Je n'avais pas essayé de résister et j'avais décidé de sortir de la chambre de ma sœur tant que je tenais encore debout. Une fois dehors, elle me ferma violemment la porte au nez. J'étais resté là, figé par la situation qui m'avait complètement dépassé.
La tête encore rouge par la gêne que cette scène avait provoqué, je pris une grande bouffée d'air devant la chambre de ma sœur. Au moins, j'étais sûr qu'elle n'était pas amoureuse de moi à présent. Je n'aurais pas fait tout ça pour rien.
Tiens, je venais de me rendre compte qu'elle ne m'avait pas traité de pervers du coup. Pas même de siscon.
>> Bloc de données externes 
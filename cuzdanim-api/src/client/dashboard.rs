use crate::types::dashboard::Dashboard;
use cuzdanim_http::{ApiClient, ApiRequest, Error};
use http::Method;
use std::sync::Arc;

pub struct Service<T>
where
    T: ApiClient + Send + Sync,
{
    api: Arc<T>,
}

impl<T> Service<T>
where
    T: ApiClient + Send + Sync,
{
    pub fn new(api: Arc<T>) -> Self {
        Self { api }
    }
    pub async fn get(&self) -> Result<Dashboard, Error> {
        self.api
            .send_api::<(), (), Dashboard>(&ApiRequest {
                method: Method::GET,
                path: "/dashboard".into(),
                parameters: None,
                input: None,
                encoding: None,
            })
            .await?
            .into_data()
    }
}
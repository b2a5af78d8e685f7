use crate::types::goal::{AddContributionRequest, CreateGoalRequest, Goal, UpdateGoalRequest};
use cuzdanim_http::{ApiClient, ApiRequest, Error};
use http::Method;
use std::sync::Arc;

pub struct Service<T>
where
    T: ApiClient + Send + Sync,
{
    api: Arc<T>,
}

impl<T> Service<T>
where
    T: ApiClient + Send + Sync,
{
    pub fn new(api: Arc<T>) -> Self {
        Self { api }
    }
    pub async fn list(&self) -> Result<Vec<Goal>, Error> {
        self.api
            .send_api::<(), (), Vec<Goal>>(&ApiRequest {
                method: Method::GET,
                path: "/goals".into(),
                parameters: None,
                input: None,
                encoding: None,
            })
            .await?
            .into_data()
    }
    pub async fn get(&self, id: &str) -> Result<Goal, Error> {
        self.api
            .send_api::<(), (), Goal>(&ApiRequest {
                method: Method::GET,
                path: format!("/goals/{id}"),
                parameters: None,
                input: None,
                encoding: None,
            })
            .await?
            .into_data()
    }
    /// Returns the id of the created goal.
    pub async fn create(&self, input: CreateGoalRequest) -> Result<String, Error> {
        self.api
            .send_api::<(), _, String>(&ApiRequest {
                method: Method::POST,
                path: "/goals".into(),
                parameters: None,
                input: Some(input),
                encoding: Some("application/json".into()),
            })
            .await?
            .into_data()
    }
    pub async fn update(&self, id: &str, input: UpdateGoalRequest) -> Result<String, Error> {
        self.api
            .send_api::<(), _, String>(&ApiRequest {
                method: Method::PUT,
                path: format!("/goals/{id}"),
                parameters: None,
                input: Some(input),
                encoding: Some("application/json".into()),
            })
            .await?
            .into_data()
    }
    /// Add a saved amount towards the goal.
    pub async fn contribute(&self, id: &str, input: AddContributionRequest) -> Result<String, Error> {
        self.api
            .send_api::<(), _, String>(&ApiRequest {
                method: Method::POST,
                path: format!("/goals/{id}/contribute"),
                parameters: None,
                input: Some(input),
                encoding: Some("application/json".into()),
            })
            .await?
            .into_data()
    }
    pub async fn delete(&self, id: &str) -> Result<(), Error> {
        self.api
            .send_api::<(), (), String>(&ApiRequest {
                method: Method::DELETE,
                path: format!("/goals/{id}"),
                parameters: None,
                input: None,
                encoding: None,
            })
            .await?;
        Ok(())
    }
}
use super::Store;
use std::collections::HashMap;
use std::fmt::Debug;
use std::hash::Hash;
use std::sync::{Arc, Mutex};
use thiserror::Error;

#[derive(Error, Debug)]
#[error("memory store error")]
pub struct Error;

/// A [`Store`] held entirely in memory. Useful for tests and for hosts that
/// do not need sessions to survive a restart.
#[derive(Clone)]
pub struct MemoryStore<K, V> {
    store: Arc<Mutex<HashMap<K, V>>>,
}

impl<K, V> Default for MemoryStore<K, V> {
    fn default() -> Self {
        Self { store: Arc::new(Mutex::new(HashMap::new())) }
    }
}

impl<K, V> Store<K, V> for MemoryStore<K, V>
where
    K: Debug + Eq + Hash + Send + Sync + 'static,
    V: Debug + Clone + Send + Sync + 'static,
{
    type Error = Error;

    async fn get(&self, key: &K) -> Result<Option<V>, Self::Error> {
        Ok(self.store.lock().expect("failed to lock store").get(key).cloned())
    }
    async fn set(&self, key: K, value: V) -> Result<(), Self::Error> {
        self.store.lock().expect("failed to lock store").insert(key, value);
        Ok(())
    }
    async fn del(&self, key: &K) -> Result<(), Self::Error> {
        self.store.lock().expect("failed to lock store").remove(key);
        Ok(())
    }
    async fn clear(&self) -> Result<(), Self::Error> {
        self.store.lock().expect("failed to lock store").clear();
        Ok(())
    }
}

#[cfg(test)]
mod tests {
    use super::*;

    #[tokio::test]
    async fn last_write_wins() {
        let store = MemoryStore::<String, String>::default();
        store.set("key".into(), "first".into()).await.expect("set should succeed");
        store.set("key".into(), "second".into()).await.expect("set should succeed");
        assert_eq!(
            store.get(&"key".into()).await.expect("get should succeed"),
            Some("second".into())
        );
    }

    #[tokio::test]
    async fn del_and_clear() {
        let store = MemoryStore::<String, String>::default();
        store.set("a".into(), "1".into()).await.expect("set should succeed");
        store.set("b".into(), "2".into()).await.expect("set should succeed");
        store.del(&"a".into()).await.expect("del should succeed");
        assert_eq!(store.get(&"a".into()).await.expect("get should succeed"), None);
        store.clear().await.expect("clear should succeed");
        assert_eq!(store.get(&"b".into()).await.expect("get should succeed"), None);
    }
}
Mais si tout ça n'était qu'un simulacre … Puisque j'attendais juste qu'elle me rejette pour m'assure qu'elle ne m'aimait pas d'amour …
Pourquoi mon cœur me faisait si mal ?
Oui, les maux d'estomacs n'y étaient sans doute pas pour rien. Mais était ce vraiment tout ?
Un peu perdu, j'avais voulu retourner dans ma chambre mais ayant la bouche un peu sèche après ces évènements, j'avais décidé de descendre à la cuisine boire un peu. Je me sentais vraiment très mal. J'avais descendu une marche, puis deux …
Et j'avais commencé à sentir mon corps se dérober sous moi.
Je m'étais agrippé par réflexe à la bordure de l'escalier. Mais je n'avais pas réussi à retrouver mon sens de l'équilibre. Tout se mit alors à tourner autour de moi de plus en plus vite jusqu'à ce que je me retrouve étendu sur le sol, probablement au rez de chaussée. Je ne sentais ni n'entendais plus rien ou presque. Ma vue s'était brouillée mais je pu avant de perdre conscience apercevoir ma sœur qui vint à ma rencontre, complètement paniquée.
Son visage terrifié était la dernière chose que j'avais vu cette nuit là.